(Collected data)
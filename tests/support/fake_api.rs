//! Scripted in-process [`ShowsApi`] used by the pipeline tests

use async_trait::async_trait;
use chrono::NaiveDate;
use myshows_backup::fetcher::{ApiError, ApiResult, ApiVersion, ErrorKind, ShowsApi};
use myshows_backup::shutdown::SharedShutdown;
use myshows_backup::{ShowIdentifier, ShowListEntry, ShowMetadata, WatchedEpisode};
use std::collections::HashMap;
use std::sync::atomic::{AtomicUsize, Ordering};
use std::sync::{Arc, Mutex};
use std::time::Duration;

/// Failure script for one call of one show: fail `times` attempts with `kind`,
/// then succeed. `u32::MAX` fails forever.
#[derive(Debug, Clone, Copy)]
struct Script {
    kind: ErrorKind,
    times: u32,
}

/// Fake backend with per-id scripted failures and attempt counters
#[derive(Default)]
pub struct FakeApi {
    shows: Vec<ShowListEntry>,
    list_failure: Option<ErrorKind>,
    metadata_scripts: HashMap<u64, Script>,
    episode_scripts: HashMap<u64, Script>,
    latency: Option<fn(u64) -> Duration>,
    stop_on_first_call: Option<SharedShutdown>,
    metadata_calls: Mutex<HashMap<u64, u32>>,
    episode_calls: Mutex<HashMap<u64, u32>>,
    in_flight: AtomicUsize,
    max_in_flight: AtomicUsize,
}

pub fn id(value: u64) -> ShowIdentifier {
    ShowIdentifier::new(value).unwrap()
}

pub fn entries(ids: impl IntoIterator<Item = u64>) -> Vec<ShowListEntry> {
    ids.into_iter()
        .map(|value| ShowListEntry {
            title: format!("Listed {value}"),
            watch_status: "watching".to_string(),
            ..ShowListEntry::from(id(value))
        })
        .collect()
}

impl FakeApi {
    pub fn new(ids: impl IntoIterator<Item = u64>) -> Self {
        Self {
            shows: entries(ids),
            ..Self::default()
        }
    }

    /// Fail the show list call with `kind` on every attempt
    pub fn fail_list(mut self, kind: ErrorKind) -> Self {
        self.list_failure = Some(kind);
        self
    }

    /// Fail the first `times` metadata attempts for `show`
    pub fn fail_metadata(mut self, show: u64, kind: ErrorKind, times: u32) -> Self {
        self.metadata_scripts.insert(show, Script { kind, times });
        self
    }

    /// Fail every metadata attempt for `show`
    pub fn always_fail_metadata(self, show: u64, kind: ErrorKind) -> Self {
        self.fail_metadata(show, kind, u32::MAX)
    }

    /// Fail every episode attempt for `show`
    pub fn always_fail_episodes(mut self, show: u64, kind: ErrorKind) -> Self {
        self.episode_scripts.insert(
            show,
            Script {
                kind,
                times: u32::MAX,
            },
        );
        self
    }

    /// Delay every call for a show by `latency(id)`
    pub fn with_latency(mut self, latency: fn(u64) -> Duration) -> Self {
        self.latency = Some(latency);
        self
    }

    /// Raise `shutdown` during the first metadata call
    pub fn stop_on_first_call(mut self, shutdown: SharedShutdown) -> Self {
        self.stop_on_first_call = Some(shutdown);
        self
    }

    pub fn shared(self) -> Arc<Self> {
        Arc::new(self)
    }

    pub fn metadata_attempts(&self, show: u64) -> u32 {
        self.metadata_calls.lock().unwrap().get(&show).copied().unwrap_or(0)
    }

    pub fn episode_attempts(&self, show: u64) -> u32 {
        self.episode_calls.lock().unwrap().get(&show).copied().unwrap_or(0)
    }

    /// Shows whose metadata was requested at least once
    pub fn shows_touched(&self) -> usize {
        self.metadata_calls.lock().unwrap().len()
    }

    /// Highest number of calls observed in flight at once
    pub fn max_in_flight(&self) -> usize {
        self.max_in_flight.load(Ordering::SeqCst)
    }

    async fn call(
        &self,
        calls: &Mutex<HashMap<u64, u32>>,
        scripts: &HashMap<u64, Script>,
        show: ShowIdentifier,
    ) -> ApiResult<()> {
        let attempt = {
            let mut calls = calls.lock().unwrap();
            let count = calls.entry(show.get()).or_insert(0);
            *count += 1;
            *count
        };

        let now = self.in_flight.fetch_add(1, Ordering::SeqCst) + 1;
        self.max_in_flight.fetch_max(now, Ordering::SeqCst);
        match self.latency {
            Some(latency) => tokio::time::sleep(latency(show.get())).await,
            None => tokio::task::yield_now().await,
        }
        self.in_flight.fetch_sub(1, Ordering::SeqCst);

        match scripts.get(&show.get()) {
            Some(script) if attempt <= script.times => Err(ApiError::new(
                script.kind,
                format!("scripted {} on attempt {attempt}", script.kind),
            )),
            _ => Ok(()),
        }
    }
}

#[async_trait]
impl ShowsApi for FakeApi {
    fn version(&self) -> ApiVersion {
        ApiVersion::V1
    }

    fn username(&self) -> &str {
        "tester"
    }

    async fn list_shows(&self) -> ApiResult<Vec<ShowListEntry>> {
        match self.list_failure {
            Some(kind) => Err(ApiError::new(kind, "scripted list failure")),
            None => Ok(self.shows.clone()),
        }
    }

    async fn fetch_metadata(&self, show: ShowIdentifier) -> ApiResult<ShowMetadata> {
        if let Some(shutdown) = &self.stop_on_first_call {
            shutdown.request_shutdown();
            // Let the executor observe the stop before this show completes
            tokio::time::sleep(Duration::from_millis(20)).await;
        }

        self.call(&self.metadata_calls, &self.metadata_scripts, show)
            .await?;
        Ok(ShowMetadata {
            title: format!("Show {show}"),
            title_original: format!("Original {show}"),
            year: Some(2000 + (show.get() % 20) as i32),
            show_status: "Ended".to_string(),
            total_episodes: Some(2),
            ..ShowMetadata::default()
        })
    }

    async fn fetch_episodes(&self, show: ShowIdentifier) -> ApiResult<Vec<WatchedEpisode>> {
        self.call(&self.episode_calls, &self.episode_scripts, show)
            .await?;
        Ok(vec![
            WatchedEpisode {
                id: Some(show.get() * 100 + 2),
                season: Some(1),
                number: Some(2),
                watched: NaiveDate::from_ymd_opt(2022, 1, 20),
                ..WatchedEpisode::default()
            },
            WatchedEpisode {
                id: Some(show.get() * 100 + 1),
                season: Some(1),
                number: Some(1),
                watched: NaiveDate::from_ymd_opt(2022, 1, 10),
                ..WatchedEpisode::default()
            },
        ])
    }
}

TASK TO COMPLETE: Word-for-word copies of all the records are required.

EXPECTED OUTPUT:
filename tests/support/fake_api.rs
//! Scripted in-process [`ShowsApi`] used by the pipeline tests

use async_trait::async_trait;
use chrono::NaiveDate;
use myshows_backup::fetcher::{ApiError, ApiResult, ApiVersion, ErrorKind, ShowsApi};
use myshows_backup::shutdown::SharedShutdown;
use myshows_backup::{ShowIdentifier, ShowListEntry, ShowMetadata, WatchedEpisode};
use std::collections::HashMap;
use std::sync::atomic::{AtomicUsize, Ordering};
use std::sync::{Arc, Mutex};
use std::time::Duration;

/// Failure script for one call of one show: fail `times` attempts with `kind`,
/// then succeed. `u32::MAX` fails forever.
#[derive(Debug, Clone, Copy)]
struct Script {
    kind: ErrorKind,
    times: u32,
}

/// Fake backend with per-id scripted failures and attempt counters
#[derive(Default)]
pub struct FakeApi {
    shows: Vec<ShowListEntry>,
    list_failure: Option<ErrorKind>,
    metadata_scripts: HashMap<u64, Script>,
    episode_scripts: HashMap<u64, Script>,
    latency: Option<fn(u64) -> Duration>,
    stop_on_first_call: Option<SharedShutdown>,
    metadata_calls: Mutex<HashMap<u64, u32>>,
    episode_calls: Mutex<HashMap<u64, u32>>,
    in_flight: AtomicUsize,
    max_in_flight: AtomicUsize,
}

pub fn id(value: u64) -> ShowIdentifier {
    ShowIdentifier::new(value).unwrap()
}

pub fn entries(ids: impl IntoIterator<Item = u64>) -> Vec<ShowListEntry> {
    ids.into_iter()
        .map(|value| ShowListEntry {
            title: format!("Listed {value}"),
            watch_status: "watching".to_string(),
            ..ShowListEntry::from(id(value))
        })
        .collect()
}

impl FakeApi {
    pub fn new(ids: impl IntoIterator<Item = u64>) -> Self {
        Self {
            shows: entries(ids),
            ..Self::default()
        }
    }

    /// Fail the show list call with `kind` on every attempt
    pub fn fail_list(mut self, kind: ErrorKind) -> Self {
        self.list_failure = Some(kind);
        self
    }

    /// Fail the first `times` metadata attempts for `show`
    pub fn fail_metadata(mut self, show: u64, kind: ErrorKind, times: u32) -> Self {
        self.metadata_scripts.insert(show, Script { kind, times });
        self
    }

    /// Fail every metadata attempt for `show`
    pub fn always_fail_metadata(self, show: u64, kind: ErrorKind) -> Self {
        self.fail_metadata(show, kind, u32::MAX)
    }

    /// Fail every episode attempt for `show`
    pub fn always_fail_episodes(mut self, show: u64, kind: ErrorKind) -> Self {
        self.episode_scripts.insert(
            show,
            Script {
                kind,
                times: u32::MAX,
            },
        );
        self
    }

    /// Delay every call for a show by `latency(id)`
    pub fn with_latency(mut self, latency: fn(u64) -> Duration) -> Self {
        self.latency = Some(latency);
        self
    }

    /// Raise `shutdown` during the first metadata call
    pub fn stop_on_first_call(mut self, shutdown: SharedShutdown) -> Self {
        self.stop_on_first_call = Some(shutdown);
        self
    }

    pub fn shared(self) -> Arc<Self> {
        Arc::new(self)
    }

    pub fn metadata_attempts(&self, show: u64) -> u32 {
        self.metadata_calls.lock().unwrap().get(&show).copied().unwrap_or(0)
    }

    pub fn episode_attempts(&self, show: u64) -> u32 {
        self.episode_calls.lock().unwrap().get(&show).copied().unwrap_or(0)
    }

    /// Shows whose metadata was requested at least once
    pub fn shows_touched(&self) -> usize {
        self.metadata_calls.lock().unwrap().len()
    }

    /// Highest number of calls observed in flight at once
    pub fn max_in_flight(&self) -> usize {
        self.max_in_flight.load(Ordering::SeqCst)
    }

    async fn call(
        &self,
        calls: &Mutex<HashMap<u64, u32>>,
        scripts: &HashMap<u64, Script>,
        show: ShowIdentifier,
    ) -> ApiResult<()> {
        let attempt = {
            let mut calls = calls.lock().unwrap();
            let count = calls.entry(show.get()).or_insert(0);
            *count += 1;
            *count
        };

        let now = self.in_flight.fetch_add(1, Ordering::SeqCst) + 1;
        self.max_in_flight.fetch_max(now, Ordering::SeqCst);
        match self.latency {
            Some(latency) => tokio::time::sleep(latency(show.get())).await,
            None => tokio::task::yield_now().await,
        }
        self.in_flight.fetch_sub(1, Ordering::SeqCst);

        match scripts.get(&show.get()) {
            Some(script) if attempt <= script.times => Err(ApiError::new(
                script.kind,
                format!("scripted {} on attempt {attempt}", script.kind),
            )),
            _ => Ok(()),
        }
    }
}

#[async_trait]
impl ShowsApi for FakeApi {
    fn version(&self) -> ApiVersion {
        ApiVersion::V1
    }

    fn username(&self) -> &str {
        "tester"
    }

    async fn list_shows(&self) -> ApiResult<Vec<ShowListEntry>> {
        match self.list_failure {
            Some(kind) => Err(ApiError::new(kind, "scripted list failure")),
            None => Ok(self.shows.clone()),
        }
    }

    async fn fetch_metadata(&self, show: ShowIdentifier) -> ApiResult<ShowMetadata> {
        if let Some(shutdown) = &self.stop_on_first_call {
            shutdown.request_shutdown();
            // Let the executor observe the stop before this show completes
            tokio::time::sleep(Duration::from_millis(20)).await;
        }

        self.call(&self.metadata_calls, &self.metadata_scripts, show)
            .await?;
        Ok(ShowMetadata {
            title: format!("Show {show}"),
            title_original: format!("Original {show}"),
            year: Some(2000 + (show.get() % 20) as i32),
            show_status: "Ended".to_string(),
            total_episodes: Some(2),
            ..ShowMetadata::default()
        })
    }

    async fn fetch_episodes(&self, show: ShowIdentifier) -> ApiResult<Vec<WatchedEpisode>> {
        self.call(&self.episode_calls, &self.episode_scripts, show)
            .await?;
        Ok(vec![
            WatchedEpisode {
                id: Some(show.get() * 100 + 2),
                season: Some(1),
                number: Some(2),
                watched: NaiveDate::from_ymd_opt(2022, 1, 20),
                ..WatchedEpisode::default()
            },
            WatchedEpisode {
                id: Some(show.get() * 100 + 1),
                season: Some(1),
                number: Some(1),
                watched: NaiveDate::from_ymd_opt(2022, 1, 10),
                ..WatchedEpisode::default()
            },
        ])
    }
}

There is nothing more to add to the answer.